Sustainability must come first, because climate change poses an existential threat to dense settlements. Future cities should be designed to minimise emissions and withstand extremes, integrating renewable energy, efficient public transport and abundant green space from the outset rather than as an afterthought. Compact, walkable layouts that reduce car use and flood defences that anticipate rising seas would together make a city both cleaner and far more resilient to the shocks ahead.

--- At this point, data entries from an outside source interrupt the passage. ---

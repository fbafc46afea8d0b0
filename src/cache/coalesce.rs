//! Request coalescing: at most one outstanding load per resource.
//!
//! Many independently-mounted views may ask for the same resource within one
//! render pass. The first cold request starts the load; every later request
//! attaches to the same [`SharedLoad`] and observes the same outcome.

use std::future::{Future, IntoFuture};
use std::sync::{Arc, Weak};

use futures::future::{self, BoxFuture, Either, FutureExt, Ready};
use tokio::sync::watch;
use tracing::{debug, warn};

use super::collection::Collection;
use super::error::{LoadError, RemoteError};
use super::resource::{
  CacheSnapshot, CacheState, Inner, LoadOutcome, LoadStatus, OpId, PendingLoad, ResourceCache,
  SharedLoad,
};
use super::traits::Record;

/// Function that performs the network load for one resource.
pub type Loader<T> =
  Arc<dyn Fn() -> BoxFuture<'static, Result<Vec<T>, RemoteError>> + Send + Sync>;

/// Wrap a closure returning a future into a [`Loader`].
pub fn loader<T, F, Fut>(f: F) -> Loader<T>
where
  F: Fn() -> Fut + Send + Sync + 'static,
  Fut: Future<Output = Result<Vec<T>, RemoteError>> + Send + 'static,
{
  Arc::new(move || f().boxed())
}

/// Handle returned by [`ResourceCache::ensure_loaded`].
///
/// `Ready` is a synchronous cache hit; `Pending` resolves when the shared
/// load settles. Either way, awaiting it yields a [`LoadOutcome`].
pub enum LoadHandle<T> {
  Ready(Collection<T>),
  Pending(SharedLoad<T>),
}

impl<T: Record> LoadHandle<T> {
  pub fn is_ready(&self) -> bool {
    matches!(self, Self::Ready(_))
  }

  /// The data, if this was a cache hit.
  pub fn ready(&self) -> Option<&Collection<T>> {
    match self {
      Self::Ready(data) => Some(data),
      Self::Pending(_) => None,
    }
  }
}

impl<T: Record> IntoFuture for LoadHandle<T> {
  type Output = LoadOutcome<T>;
  type IntoFuture = Either<Ready<LoadOutcome<T>>, SharedLoad<T>>;

  fn into_future(self) -> Self::IntoFuture {
    match self {
      Self::Ready(data) => Either::Left(future::ready(Ok(data))),
      Self::Pending(shared) => Either::Right(shared),
    }
  }
}

impl<T: Record> ResourceCache<T> {
  /// Return the data if warm, attach to the pending load if one exists, or
  /// start a new load.
  ///
  /// Never starts a second concurrent load. A non-empty cache is returned as
  /// is, even if stale; use [`ResourceCache::reload`] to refresh.
  pub fn ensure_loaded(&self, loader: &Loader<T>) -> LoadHandle<T> {
    let shared = {
      let mut state = self.lock();

      if !state.data.is_empty() {
        return LoadHandle::Ready(state.data.clone());
      }

      if let LoadStatus::Pending(pending) = &state.status {
        debug!(
          entity = T::entity_type(),
          op = pending.id.0,
          "Attaching to pending load"
        );
        return LoadHandle::Pending(pending.shared.clone());
      }

      self.start_load(&mut state, loader)
    };

    self.notify();
    LoadHandle::Pending(shared)
  }

  /// Start a fresh load that supersedes any pending one.
  ///
  /// `data` stays visible until the new load settles. The superseded load
  /// still settles for its own subscribers but no longer touches the cache.
  pub fn reload(&self, loader: &Loader<T>) -> LoadHandle<T> {
    let shared = {
      let mut state = self.lock();
      self.start_load(&mut state, loader)
    };

    self.notify();
    LoadHandle::Pending(shared)
  }

  fn start_load(&self, state: &mut CacheState<T>, loader: &Loader<T>) -> SharedLoad<T> {
    let id = state.next_op_id();
    let epoch = state.epoch;
    let weak = Arc::downgrade(&self.inner);
    let request = loader();

    debug!(entity = T::entity_type(), op = id.0, "Starting load");

    let shared = async move {
      let result = request.await;
      settle(&weak, id, epoch, result)
    }
    .boxed()
    .shared();

    state.status = LoadStatus::Pending(PendingLoad {
      id,
      shared: shared.clone(),
    });

    // Drive the load even if every subscriber drops its handle
    if let Ok(runtime) = tokio::runtime::Handle::try_current() {
      let driver = shared.clone();
      runtime.spawn(async move {
        let _ = driver.await;
      });
    }

    shared
  }
}

/// Apply a finished load to the cache it was started for.
///
/// The outcome is applied only if that cache's pending load is still `id`;
/// anything else is a stale completion and leaves `data` alone.
fn settle<T: Record>(
  weak: &Weak<Inner<T>>,
  id: OpId,
  epoch: u64,
  result: Result<Vec<T>, RemoteError>,
) -> LoadOutcome<T> {
  let Some(inner) = weak.upgrade() else {
    return result.map(Collection::from_remote).map_err(LoadError::from);
  };
  let cache = ResourceCache { inner };

  let applied = {
    let mut state = cache.lock();

    if state.epoch != epoch {
      debug!(
        entity = T::entity_type(),
        op = id.0,
        "Load finished after cache was cleared"
      );
      return Err(LoadError::Cancelled);
    }

    let current = state.pending_id() == Some(id);

    match result {
      Ok(records) => {
        let data = Collection::from_remote(records);
        if current {
          state.data = data.clone();
          state.status = LoadStatus::Idle;
          debug!(
            entity = T::entity_type(),
            op = id.0,
            count = data.len(),
            "Load settled"
          );
        } else {
          debug!(
            entity = T::entity_type(),
            op = id.0,
            "Ignoring stale load result"
          );
        }
        (current, Ok(data))
      }
      Err(e) => {
        if current {
          state.status = LoadStatus::Failed(e.to_string());
        }
        warn!(entity = T::entity_type(), op = id.0, error = %e, "Load failed");
        (current, Err(LoadError::Remote(e)))
      }
    }
  };

  let (current, outcome) = applied;
  if current {
    cache.notify();
  }
  outcome
}

/// A resource cache paired with the loader that fills it.
///
/// This is the handle views hold: `run()` for coalesced reads, `reload()` for
/// an explicit refresh.
pub struct Coalescer<T> {
  cache: ResourceCache<T>,
  loader: Loader<T>,
}

impl<T> Clone for Coalescer<T> {
  fn clone(&self) -> Self {
    Self {
      cache: self.cache.clone(),
      loader: Arc::clone(&self.loader),
    }
  }
}

impl<T: Record> Coalescer<T> {
  pub fn new(cache: ResourceCache<T>, loader: Loader<T>) -> Self {
    Self { cache, loader }
  }

  pub fn cache(&self) -> &ResourceCache<T> {
    &self.cache
  }

  pub fn get(&self) -> CacheSnapshot<T> {
    self.cache.get()
  }

  pub fn subscribe(&self) -> watch::Receiver<u64> {
    self.cache.subscribe()
  }

  /// Coalesced read; see [`ResourceCache::ensure_loaded`].
  pub fn run(&self) -> LoadHandle<T> {
    self.cache.ensure_loaded(&self.loader)
  }

  /// Forced full reload; see [`ResourceCache::reload`].
  pub fn reload(&self) -> LoadHandle<T> {
    self.cache.reload(&self.loader)
  }

  /// Clear the cache, then load it again from scratch.
  pub fn refresh(&self) -> LoadHandle<T> {
    self.cache.clear();
    self.run()
  }
}

#[cfg(test)]
mod tests {
  use super::*;
  use crate::cache::collection::tests::Item;
  use std::sync::atomic::{AtomicUsize, Ordering};
  use std::sync::Mutex;
  use std::time::Duration;
  use tokio::sync::oneshot;

  fn counting_loader(
    calls: Arc<AtomicUsize>,
    result: Result<Vec<Item>, RemoteError>,
    delay: Duration,
  ) -> Loader<Item> {
    loader(move || {
      calls.fetch_add(1, Ordering::SeqCst);
      let result = result.clone();
      async move {
        tokio::time::sleep(delay).await;
        result
      }
    })
  }

  /// Loader whose Nth invocation waits for the Nth gate to be released.
  fn gated_loader(gates: Vec<oneshot::Receiver<Result<Vec<Item>, RemoteError>>>) -> Loader<Item> {
    let gates = Arc::new(Mutex::new(gates.into_iter().map(Some).collect::<Vec<_>>()));
    let next = Arc::new(AtomicUsize::new(0));
    loader(move || {
      let idx = next.fetch_add(1, Ordering::SeqCst);
      let gate = gates.lock().ok().and_then(|mut g| g.get_mut(idx).and_then(Option::take));
      async move {
        match gate {
          Some(rx) => rx
            .await
            .unwrap_or_else(|_| Err(RemoteError::Transport("gate dropped".to_string()))),
          None => Err(RemoteError::Transport("no gate".to_string())),
        }
      }
    })
  }

  #[tokio::test]
  async fn test_concurrent_ensure_loaded_makes_one_call() {
    let calls = Arc::new(AtomicUsize::new(0));
    let loader = counting_loader(
      calls.clone(),
      Ok(vec![Item::new(1, "v1")]),
      Duration::from_millis(20),
    );
    let cache = ResourceCache::new();

    let first = cache.ensure_loaded(&loader);
    let second = cache.ensure_loaded(&loader);
    assert!(cache.get().loading);

    let (a, b) = tokio::join!(first.into_future(), second.into_future());

    assert_eq!(calls.load(Ordering::SeqCst), 1);
    assert_eq!(a.map(|c| c.keys()), Ok(vec![1]));
    assert_eq!(b.map(|c| c.as_slice().to_vec()), Ok(vec![Item::new(1, "v1")]));

    let snapshot = cache.get();
    assert!(!snapshot.loading);
    assert_eq!(snapshot.data.keys(), vec![1]);
  }

  #[tokio::test]
  async fn test_many_subscribers_share_one_error() {
    let calls = Arc::new(AtomicUsize::new(0));
    let error = RemoteError::Status {
      status: 500,
      message: "Internal Server Error".to_string(),
    };
    let loader = counting_loader(calls.clone(), Err(error.clone()), Duration::from_millis(5));
    let cache: ResourceCache<Item> = ResourceCache::new();

    let handles: Vec<_> = (0..5).map(|_| cache.ensure_loaded(&loader)).collect();
    let outcomes =
      futures::future::join_all(handles.into_iter().map(IntoFuture::into_future)).await;

    assert_eq!(calls.load(Ordering::SeqCst), 1);
    for outcome in outcomes {
      assert_eq!(outcome.map(|c| c.len()), Err(LoadError::Remote(error.clone())));
    }

    let snapshot = cache.get();
    assert!(!snapshot.loading);
    assert_eq!(
      snapshot.error.as_deref(),
      Some("Failed to fetch: Internal Server Error")
    );
  }

  #[tokio::test]
  async fn test_warm_cache_short_circuits() {
    let calls = Arc::new(AtomicUsize::new(0));
    let loader = counting_loader(calls.clone(), Ok(vec![Item::new(1, "v1")]), Duration::ZERO);
    let cache = ResourceCache::new();

    let _ = cache.ensure_loaded(&loader).await;
    assert_eq!(calls.load(Ordering::SeqCst), 1);

    for _ in 0..3 {
      let handle = cache.ensure_loaded(&loader);
      assert!(handle.is_ready());
      assert_eq!(handle.ready().map(|c| c.keys()), Some(vec![1]));
    }
    assert_eq!(calls.load(Ordering::SeqCst), 1);
  }

  #[tokio::test]
  async fn test_failure_keeps_stale_data() {
    let cache = ResourceCache::new();
    cache.set_data(Collection::from_remote(vec![Item::new(1, "old")]));

    let calls = Arc::new(AtomicUsize::new(0));
    let loader = counting_loader(
      calls,
      Err(RemoteError::Transport("connection reset".to_string())),
      Duration::ZERO,
    );

    let outcome = cache.reload(&loader).await;
    assert!(outcome.is_err());

    let snapshot = cache.get();
    assert_eq!(snapshot.data.keys(), vec![1]);
    assert_eq!(
      snapshot.error.as_deref(),
      Some("Request failed: connection reset")
    );
  }

  #[tokio::test]
  async fn test_success_clears_previous_error() {
    let cache = ResourceCache::new();
    cache.set_error("earlier failure");

    let calls = Arc::new(AtomicUsize::new(0));
    let loader = counting_loader(calls, Ok(vec![Item::new(2, "b")]), Duration::ZERO);
    let _ = cache.ensure_loaded(&loader).await;

    let snapshot = cache.get();
    assert!(snapshot.error.is_none());
    assert_eq!(snapshot.data.keys(), vec![2]);
  }

  #[tokio::test]
  async fn test_out_of_order_completion_is_ignored() {
    let (slow_tx, slow_rx) = oneshot::channel();
    let (fast_tx, fast_rx) = oneshot::channel();
    let loader = gated_loader(vec![slow_rx, fast_rx]);
    let cache = ResourceCache::new();

    let slow = cache.ensure_loaded(&loader);
    let fast = cache.reload(&loader);

    let _ = fast_tx.send(Ok(vec![Item::new(2, "new")]));
    let fast_outcome = fast.await;
    assert_eq!(fast_outcome.map(|c| c.keys()), Ok(vec![2]));

    let _ = slow_tx.send(Ok(vec![Item::new(1, "old")]));
    let slow_outcome = slow.await;

    // The slow load's own subscribers still get its result...
    assert_eq!(slow_outcome.map(|c| c.keys()), Ok(vec![1]));
    // ...but it never overwrites newer data
    assert_eq!(cache.data().keys(), vec![2]);
    assert!(!cache.is_loading());
  }

  #[tokio::test]
  async fn test_clear_cancels_pending_subscribers() {
    let (tx, rx) = oneshot::channel();
    let loader = gated_loader(vec![rx]);
    let cache = ResourceCache::new();

    let handle = cache.ensure_loaded(&loader);
    assert!(cache.is_loading());

    cache.clear();
    assert!(!cache.is_loading());

    let _ = tx.send(Ok(vec![Item::new(1, "late")]));
    assert_eq!(handle.await.map(|c| c.len()), Err(LoadError::Cancelled));
    assert!(cache.data().is_empty());
    assert!(cache.get().error.is_none());
  }

  #[tokio::test]
  async fn test_load_settles_without_subscribers() {
    let calls = Arc::new(AtomicUsize::new(0));
    let loader = counting_loader(calls.clone(), Ok(vec![Item::new(7, "x")]), Duration::ZERO);
    let coalescer = Coalescer::new(ResourceCache::new(), loader);
    let mut rx = coalescer.subscribe();

    drop(coalescer.run());

    // Wait for the driver task to apply the result
    while coalescer.get().loading {
      if rx.changed().await.is_err() {
        break;
      }
    }

    assert_eq!(coalescer.get().data.keys(), vec![7]);
    assert_eq!(calls.load(Ordering::SeqCst), 1);
  }

  #[tokio::test]
  async fn test_refresh_reloads_warm_cache() {
    let calls = Arc::new(AtomicUsize::new(0));
    let loader = counting_loader(calls.clone(), Ok(vec![Item::new(1, "a")]), Duration::ZERO);
    let coalescer = Coalescer::new(ResourceCache::new(), loader);

    let _ = coalescer.run().await;
    assert!(coalescer.run().is_ready());

    let _ = coalescer.refresh().await;
    assert_eq!(calls.load(Ordering::SeqCst), 2);
    assert_eq!(coalescer.get().data.keys(), vec![1]);
  }
}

Equally vital is planning for inclusion, so that prosperity does not bypass the poor. A well-conceived city deliberately mixes affordable and market housing, ensuring that essential workers can live near their jobs rather than being banished to distant fringes. Investing in accessible schools, clinics and public transport for every district would prevent the entrenched segregation that scars so many cities today, knitting diverse residents into a single community.
In conclusion, while many factors matter, I believe planners must place environmental resilience and social fairness above all else. A future city that is green yet exclusive, or fair yet polluted, is only half successful; lasting liveability demands that the two priorities advance hand in hand.
Examiner’s notes
- Task Response: the prompt's open 'most important priorities' is answered decisively by nominating two, sustainability and inclusion, and defending the choice rather than listing many superficially.
- Coherence and Cohesion: the two-priority structure is set up in the introduction and delivered in turn, with 'Sustainability must come first' and 'Equally vital is planning for inclusion' giving clear parallel framing.
- Lexical Resource: elevated lexis such as 'an existential threat', 'banished to distant fringes' and 'entrenched segregation' demonstrates precision and range.